- **Work to be completed**: What lines of the data below hold "industry"? Show them.

- **Task material**:
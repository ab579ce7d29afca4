// Batch runner: turns a loaded config into a combined report
use crate::analyzer::elasticity::model_key;
use crate::analyzer::{
    Analyzer, AnalyzerImpl, calculate_inflation_impact_at, calculate_revenue_lift,
    find_optimal_price, project_inflation_scenario, select_model, suggest_price_adjustment,
};
use crate::config::{AppConfig, DatasetConfig, InflationConfig, ScenarioConfig};
use crate::model::{
    CsvAnalysisResult, CsvParseError, DatasetRequest, InflationAdjustment,
    InflationProjectionPoint, OptimalPrice, PriceStats, PriceSuggestion, RevenueLiftResult,
    ValidationResult,
};
use crate::parser::{CsvParser, Parser, validate_csv_data};
use crate::source::RowSource;
use chrono::{DateTime, NaiveDate, Utc};
use futures::future::join_all;
use serde::Serialize;
use std::fs;
use thiserror::Error;
use tracing::{info, warn};

#[derive(Debug, Error)]
pub enum ReportError {
    #[error("cannot serialize report: {0}")]
    Serialize(#[from] serde_json::Error),
    #[error("cannot write report: {0}")]
    Write(#[from] std::io::Error),
}

#[derive(Debug, Serialize)]
#[serde(rename_all = "camelCase")]
pub struct ScenarioReport {
    pub name: String,
    pub model: String,
    pub elasticity: f64,
    pub revenue_lift: RevenueLiftResult,
    pub optimal_price: Option<OptimalPrice>,
}

/// A dataset that failed validation is still reported, without stats or analysis.
#[derive(Debug, Serialize)]
#[serde(rename_all = "camelCase")]
pub struct DatasetReport {
    pub name: String,
    pub row_errors: Vec<CsvParseError>,
    pub validation: ValidationResult,
    pub stats: Option<PriceStats>,
    pub analysis: Option<CsvAnalysisResult>,
}

#[derive(Debug, Serialize)]
#[serde(rename_all = "camelCase")]
pub struct InflationReport {
    pub name: String,
    pub adjustment: InflationAdjustment,
    pub suggestion: PriceSuggestion,
    pub projection: Vec<InflationProjectionPoint>,
}

#[derive(Debug, Serialize)]
#[serde(rename_all = "camelCase")]
pub struct RunReport {
    pub generated_at: DateTime<Utc>,
    pub scenarios: Vec<ScenarioReport>,
    pub datasets: Vec<DatasetReport>,
    pub inflation: Vec<InflationReport>,
}

/// Runs every job in `config`. Datasets are fetched concurrently; failed jobs are logged and left out.
pub async fn run(config: &AppConfig, source: &impl RowSource) -> RunReport {
    info!(
        "Jobs: {} scenarios, {} datasets, {} inflation checks",
        config.scenarios.len(),
        config.datasets.len(),
        config.inflation.len()
    );

    let scenarios: Vec<ScenarioReport> =
        config.scenarios.iter().filter_map(process_scenario).collect();

    let tasks: Vec<_> = config
        .datasets
        .iter()
        .map(|dataset_cfg| process_dataset(dataset_cfg, source))
        .collect();
    let datasets: Vec<DatasetReport> = join_all(tasks).await.into_iter().flatten().collect();

    let generated_at = Utc::now();
    let today = generated_at.date_naive();
    let inflation: Vec<InflationReport> = config
        .inflation
        .iter()
        .map(|cfg| process_inflation(cfg, today))
        .collect();

    RunReport {
        generated_at,
        scenarios,
        datasets,
        inflation,
    }
}

/// Selects the segment's elasticity model, projects the lift and searches for a better price.
pub fn process_scenario(cfg: &ScenarioConfig) -> Option<ScenarioReport> {
    info!("Processing scenario: {}", cfg.name);
    let model = select_model(cfg.industry, cfg.competitiveness);
    let elasticity = cfg.scenario.price_elasticity.unwrap_or(model.price_elasticity);

    let lift = match calculate_revenue_lift(&cfg.scenario, &model) {
        Ok(lift) => lift,
        Err(e) => {
            warn!("Scenario '{}' skipped: {}", cfg.name, e);
            return None;
        }
    };
    info!(
        "Revenue: {:.2} -> {:.2} ({:+.2}%), customers lost: {:.1}, net profit impact: {:.2}",
        lift.current_annual_revenue,
        lift.new_annual_revenue,
        lift.revenue_lift_percent,
        lift.customer_churn_impact,
        lift.net_profit_impact
    );

    let optimal = match find_optimal_price(
        cfg.scenario.current_price,
        cfg.scenario.current_customers,
        elasticity,
        cfg.search_range,
    ) {
        Ok(optimal) => {
            info!(
                "Optimal price: {:.2} (annual revenue {:.2})",
                optimal.optimal_price, optimal.max_revenue
            );
            Some(optimal)
        }
        Err(e) => {
            warn!("Optimal price search failed for '{}': {}", cfg.name, e);
            None
        }
    };

    Some(ScenarioReport {
        name: cfg.name.clone(),
        model: model_key(cfg.industry, cfg.competitiveness),
        elasticity,
        revenue_lift: lift,
        optimal_price: optimal,
    })
}

/// Fetches, parses, validates and analyzes one customer export.
pub async fn process_dataset(
    cfg: &DatasetConfig,
    source: &impl RowSource,
) -> Option<DatasetReport> {
    info!("Processing dataset: {} ({})", cfg.name, cfg.location);
    let request = DatasetRequest {
        location: cfg.location.clone(),
    };

    let content = match source.fetch(&request).await {
        Ok(content) => content,
        Err(e) => {
            warn!("Dataset '{}' fetch error: {}", cfg.name, e);
            return None;
        }
    };

    let parser = match cfg.delimiter.and_then(|d| u8::try_from(d).ok()) {
        Some(delimiter) => CsvParser::with_delimiter(delimiter),
        None => CsvParser::new(),
    };
    let parsed = match parser.parse(&content) {
        Ok(parsed) => parsed,
        Err(e) => {
            warn!("Dataset '{}' parse error: {}", cfg.name, e);
            return None;
        }
    };
    for row_error in &parsed.errors {
        warn!("Row {} skipped: {}", row_error.row_index, row_error.error);
    }

    let validation = validate_csv_data(&parsed.rows);
    for warning in &validation.warnings {
        warn!("{}", warning);
    }
    if !validation.is_valid {
        warn!(
            "Dataset '{}' rejected: {}",
            cfg.name,
            validation.errors.join("; ")
        );
        return Some(DatasetReport {
            name: cfg.name.clone(),
            row_errors: parsed.errors,
            validation,
            stats: None,
            analysis: None,
        });
    }

    let analyzer = AnalyzerImpl::with_threshold(cfg.deviation_threshold);
    let stats = analyzer.calculate_stats(&parsed.rows);
    info!(
        "Base stats: median = {:.2}, mean = {:.2}, std_dev = {:.2}, IQR = {:.2}",
        stats.median, stats.mean, stats.std_dev, stats.iqr
    );

    let analysis = analyzer.analyze_with_stats(&parsed.rows, &stats);
    info!(
        "{} customers, MRR {:.2}, {} anomalies, recoverable {:.2}/yr",
        analysis.total_customers,
        analysis.total_mrr,
        analysis.anomaly_count,
        analysis.potential_recovery_total
    );
    for anomaly in analysis.anomalies.iter().take(5) {
        info!(
            "[{}] {} {} pays {:.2} vs median {:.2} (-{:.1}%), recover {:.2}/yr",
            anomaly.severity,
            anomaly.customer_id,
            anomaly.customer_name,
            anomaly.current_price,
            anomaly.median_price,
            anomaly.deviation_percent,
            anomaly.potential_recovery
        );
    }

    Some(DatasetReport {
        name: cfg.name.clone(),
        row_errors: parsed.errors,
        validation,
        stats: Some(stats),
        analysis: Some(analysis),
    })
}

/// Inflation catch-up as of `today`, with a forward projection starting the same day.
pub fn process_inflation(cfg: &InflationConfig, today: NaiveDate) -> InflationReport {
    info!("Processing inflation check: {}", cfg.name);
    let adjustment = calculate_inflation_impact_at(
        cfg.current_price,
        cfg.customer_count,
        cfg.last_increase_date,
        today,
    );
    let suggestion = suggest_price_adjustment(&adjustment, &cfg.sector, &cfg.region);
    info!(
        "{} months since last increase: {:.2} -> {:.2}, recoverable {:.2}/yr",
        adjustment.months_since_price_increase,
        adjustment.current_price,
        suggestion.suggested_price,
        adjustment.potential_recovery
    );
    info!("{}", suggestion.reasoning);

    let projection = project_inflation_scenario(
        cfg.current_price,
        cfg.customer_count,
        today,
        cfg.projection_months,
    );

    InflationReport {
        name: cfg.name.clone(),
        adjustment,
        suggestion,
        projection,
    }
}

/// Writes `report` as pretty-printed JSON.
pub fn write_report(path: &str, report: &RunReport) -> Result<(), ReportError> {
    let json = serde_json::to_string_pretty(report)?;
    fs::write(path, json)?;
    info!("Saved report: {}", path);
    Ok(())
}
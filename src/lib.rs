//! Pricing decision support: revenue-lift projections, optimal-price search,
//! underpriced-customer detection over billing exports, and inflation-based
//! price corrections.
//!
//! Every calculator in [`analyzer`] is a synchronous pure function of its inputs.

pub mod analyzer;
pub mod config;
pub mod model;
pub mod normalizer;
pub mod parser;
pub mod runner;
pub mod source;
pub mod utils;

- **Response to this task**:
    let model = select_model(cfg.industry, cfg.competitiveness);
        model: model_key(cfg.industry, cfg.competitiveness),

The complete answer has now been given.